It’s My Birthday and I’ll Reflect if I want to!

My 30th!
My 30th!

So tomorrow is my birthday. I’m turning 36. Eeeek! That means I am officially closer to 40 than 30. Now that’s a scary thought!

I remember being completely freaked out at the thought of turning 30! Contemplating what I had accomplished to that point. Was I where I should be in life? Where I wanted to be? I didn’t have traditional things like a house or children, but I was happy, and we had big plans!

It doesn’t feel that long ago, my fabulous 30th birthday weekend celebrating with close friends with a winery tour and staying in a beautiful house in the Hunter Valley. Yet so much has happened since then.

So far my 30s have seen some of the best, but also worst, times in my life. 

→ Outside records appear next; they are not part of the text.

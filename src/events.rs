//! In-process domain event bus.
//!
//! Emitting an event records it best-effort, then runs every subscriber in
//! registration order. Each subscriber runs in its own task so an error or a
//! panic in one reaction never reaches the emitter or the other reactions.

use async_trait::async_trait;
use chrono::{DateTime, Utc};
use serde::{Deserialize, Serialize};
use std::collections::HashMap;
use std::future::Future;
use std::sync::{Arc, RwLock};
use tracing::{debug, error, warn, Instrument};

use crate::broadcast::Broadcaster;
use crate::model::EventRecord;
use crate::queue::{DispatchOptions, QueueFabric};
use crate::store::Store;
use crate::telemetry::{create_event_span, generate_correlation_id};

#[derive(Debug, Clone, PartialEq, Serialize, Deserialize)]
pub struct DomainEvent {
    pub name: String,
    pub payload: serde_json::Value,
    pub timestamp: DateTime<Utc>,
    /// 0 for events from outside; +1 for each event -> job -> event hop
    pub depth: u32,
}

#[async_trait]
pub trait EventHandler: Send + Sync {
    async fn handle(&self, event: DomainEvent) -> anyhow::Result<()>;
}

pub struct FnEventHandler<F>(pub F);

#[async_trait]
impl<F, Fut> EventHandler for FnEventHandler<F>
where
    F: Fn(DomainEvent) -> Fut + Send + Sync,
    Fut: Future<Output = anyhow::Result<()>> + Send,
{
    async fn handle(&self, event: DomainEvent) -> anyhow::Result<()> {
        (self.0)(event).await
    }
}

/// Enqueues a job carrying the event payload
struct DispatchReaction {
    fabric: Arc<QueueFabric>,
    agent: String,
    job_type: String,
}

#[async_trait]
impl EventHandler for DispatchReaction {
    async fn handle(&self, event: DomainEvent) -> anyhow::Result<()> {
        self.fabric
            .dispatch(
                &self.agent,
                &self.job_type,
                event.payload,
                DispatchOptions::default().depth(event.depth),
            )
            .await?;
        Ok(())
    }
}

/// Pushes the event to live observers
struct BroadcastReaction {
    broadcaster: Arc<Broadcaster>,
}

#[async_trait]
impl EventHandler for BroadcastReaction {
    async fn handle(&self, event: DomainEvent) -> anyhow::Result<()> {
        self.broadcaster.broadcast(&event.name, event.payload);
        Ok(())
    }
}

/// Outcome of one `emit`
#[derive(Debug, Clone, Copy, Default, PartialEq, Eq, Serialize)]
pub struct EmitReport {
    pub delivered: usize,
    pub failed: usize,
    /// The event was past the reaction depth bound and nobody saw it
    pub suppressed: bool,
}

pub struct EventBus {
    subscribers: RwLock<HashMap<String, Vec<Arc<dyn EventHandler>>>>,
    store: Arc<dyn Store>,
    max_depth: u32,
}

impl EventBus {
    pub fn new(store: Arc<dyn Store>, max_depth: u32) -> Self {
        Self {
            subscribers: RwLock::new(HashMap::new()),
            store,
            max_depth,
        }
    }

    pub fn subscribe(&self, name: impl Into<String>, handler: Arc<dyn EventHandler>) {
        let name = name.into();
        debug!(event = %name, "Event subscriber registered");
        self.subscribers
            .write()
            .unwrap_or_else(|e| e.into_inner())
            .entry(name)
            .or_default()
            .push(handler);
    }

    pub fn subscribe_fn<F, Fut>(&self, name: impl Into<String>, f: F)
    where
        F: Fn(DomainEvent) -> Fut + Send + Sync + 'static,
        Fut: Future<Output = anyhow::Result<()>> + Send + 'static,
    {
        self.subscribe(name, Arc::new(FnEventHandler(f)));
    }

    /// React to `name` by dispatching `job_type` to `agent` with the event payload.
    pub fn dispatch_on(
        &self,
        name: impl Into<String>,
        fabric: Arc<QueueFabric>,
        agent: impl Into<String>,
        job_type: impl Into<String>,
    ) {
        self.subscribe(
            name,
            Arc::new(DispatchReaction {
                fabric,
                agent: agent.into(),
                job_type: job_type.into(),
            }),
        );
    }

    /// React to `name` by pushing it to every live observer.
    pub fn broadcast_on(&self, name: impl Into<String>, broadcaster: Arc<Broadcaster>) {
        self.subscribe(name, Arc::new(BroadcastReaction { broadcaster }));
    }

    pub fn subscriber_count(&self, name: &str) -> usize {
        self.subscribers
            .read()
            .unwrap_or_else(|e| e.into_inner())
            .get(name)
            .map_or(0, Vec::len)
    }

    pub async fn emit(&self, name: &str, data: serde_json::Value) -> EmitReport {
        self.emit_with_depth(name, data, 0).await
    }

    pub async fn emit_with_depth(&self, name: &str, data: serde_json::Value, depth: u32) -> EmitReport {
        if depth > self.max_depth {
            warn!(
                event = name,
                depth,
                max_depth = self.max_depth,
                "Reaction chain too deep, event suppressed"
            );
            return EmitReport {
                suppressed: true,
                ..EmitReport::default()
            };
        }

        let event = DomainEvent {
            name: name.to_string(),
            payload: data,
            timestamp: Utc::now(),
            depth,
        };
        let span = create_event_span(name, depth, &generate_correlation_id());
        self.deliver(event).instrument(span).await
    }

    async fn deliver(&self, event: DomainEvent) -> EmitReport {
        let record = EventRecord {
            name: event.name.clone(),
            payload: event.payload.clone(),
            depth: event.depth,
            emitted_at: event.timestamp,
        };
        if let Err(e) = self.store.record_event(&record).await {
            warn!(event = %event.name, error = %e, "Could not record domain event");
        }

        // Snapshot so subscribers may subscribe further without deadlocking
        let handlers = self
            .subscribers
            .read()
            .unwrap_or_else(|e| e.into_inner())
            .get(&event.name)
            .cloned()
            .unwrap_or_default();

        let mut report = EmitReport::default();
        for (index, handler) in handlers.into_iter().enumerate() {
            let event = event.clone();
            let name = event.name.clone();
            match tokio::spawn(async move { handler.handle(event).await }).await {
                Ok(Ok(())) => report.delivered += 1,
                Ok(Err(e)) => {
                    report.failed += 1;
                    error!(event = %name, subscriber = index, error = %format!("{e:#}"), "Event subscriber failed");
                }
                Err(join) => {
                    report.failed += 1;
                    error!(event = %name, subscriber = index, error = %join, "Event subscriber panicked");
                }
            }
        }
        debug!(event = %event.name, delivered = report.delivered, failed = report.failed, "Event emitted");
        report
    }
}

#[cfg(test)]
mod tests {
    use super::*;
    use crate::store::MemoryStore;
    use serde_json::json;
    use std::sync::Mutex;

    #[tokio::test]
    async fn subscribers_run_in_order_and_failures_are_isolated() {
        let store = Arc::new(MemoryStore::new());
        let bus = EventBus::new(store.clone(), 8);
        let seen = Arc::new(Mutex::new(Vec::new()));

        let first = seen.clone();
        bus.subscribe_fn("lead.captured", move |_| {
            let seen = first.clone();
            async move {
                seen.lock().unwrap().push("first");
                Ok::<(), anyhow::Error>(())
            }
        });
        bus.subscribe_fn("lead.captured", |_| async {
            Err::<(), _>(anyhow::anyhow!("crm unavailable"))
        });
        bus.subscribe_fn("lead.captured", |event: DomainEvent| async move {
            if event.depth == 0 {
                panic!("bad reaction");
            }
            Ok::<(), anyhow::Error>(())
        });
        let last = seen.clone();
        bus.subscribe_fn("lead.captured", move |_| {
            let seen = last.clone();
            async move {
                seen.lock().unwrap().push("last");
                Ok::<(), anyhow::Error>(())
            }
        });
        assert_eq!(bus.subscriber_count("lead.captured"), 4);
        assert_eq!(bus.subscriber_count("content.drafted"), 0);

        let report = bus.emit("lead.captured", json!({"email": "a@b.c"})).await;
        assert_eq!(report.delivered, 2);
        assert_eq!(report.failed, 2);
        assert_eq!(*seen.lock().unwrap(), vec!["first", "last"]);
        assert_eq!(store.events().await.len(), 1);
    }

    #[tokio::test]
    async fn events_without_subscribers_are_still_recorded() {
        let store = Arc::new(MemoryStore::new());
        let bus = EventBus::new(store.clone(), 8);
        let report = bus.emit("content.published", json!({"slug": "x"})).await;
        assert_eq!(report, EmitReport::default());
        let events = store.events().await;
        assert_eq!(events[0].name, "content.published");
        assert_eq!(events[0].depth, 0);
    }

    #[tokio::test]
    async fn depth_bound_suppresses_runaway_chains() {
        let store = Arc::new(MemoryStore::new());
        let bus = EventBus::new(store.clone(), 2);
        bus.subscribe_fn("loop", |_| async { Ok::<(), anyhow::Error>(()) });

        assert_eq!(bus.emit_with_depth("loop", json!(null), 2).await.delivered, 1);
        let report = bus.emit_with_depth("loop", json!(null), 3).await;
        assert!(report.suppressed);
        assert_eq!(report.delivered, 0);
        assert_eq!(store.events().await.len(), 1);
    }

    #[tokio::test]
    async fn dispatch_reaction_carries_payload_and_depth() {
        let store = Arc::new(MemoryStore::new());
        let fabric = Arc::new(QueueFabric::new(
            store.clone(),
            ["inbound_conversion"],
            crate::queue::QueuePolicy::default(),
        ));
        let bus = EventBus::new(store.clone(), 8);
        bus.dispatch_on("lead.captured", fabric, "inbound_conversion", "qualify");

        bus.emit_with_depth("lead.captured", json!({"lead": 1}), 3).await;
        let jobs = store.jobs_in("inbound_conversion").await;
        assert_eq!(jobs.len(), 1);
        assert_eq!(jobs[0].job_type, "qualify");
        assert_eq!(jobs[0].payload, json!({"lead": 1}));
        assert_eq!(jobs[0].depth, 3);
    }
}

It was less than a month after my 30th birthday that I started having my first Crohn’s disease symptoms. These developed and led to the first few years of my 30s living in limbo, swallowed up in sickness, riding a roller coaster with my health. One minute things were on the improve, only to tumble back down and promptly I was reminded how quickly things can change with IBD. How it can literally kick you in the guts.

All the things I had been looking forward to, all those plans (including moving from Sydney to live in London) were put on hold and eventually cancelled. The physical, mental and emotional impact of Crohn’s disease took over and I had some pretty dark times. My 32nd birthday was spent in the emergency department at hospital, where the highlight of my day was being given an extra dessert (peach crumble with custard if I recall). At least I could still eat.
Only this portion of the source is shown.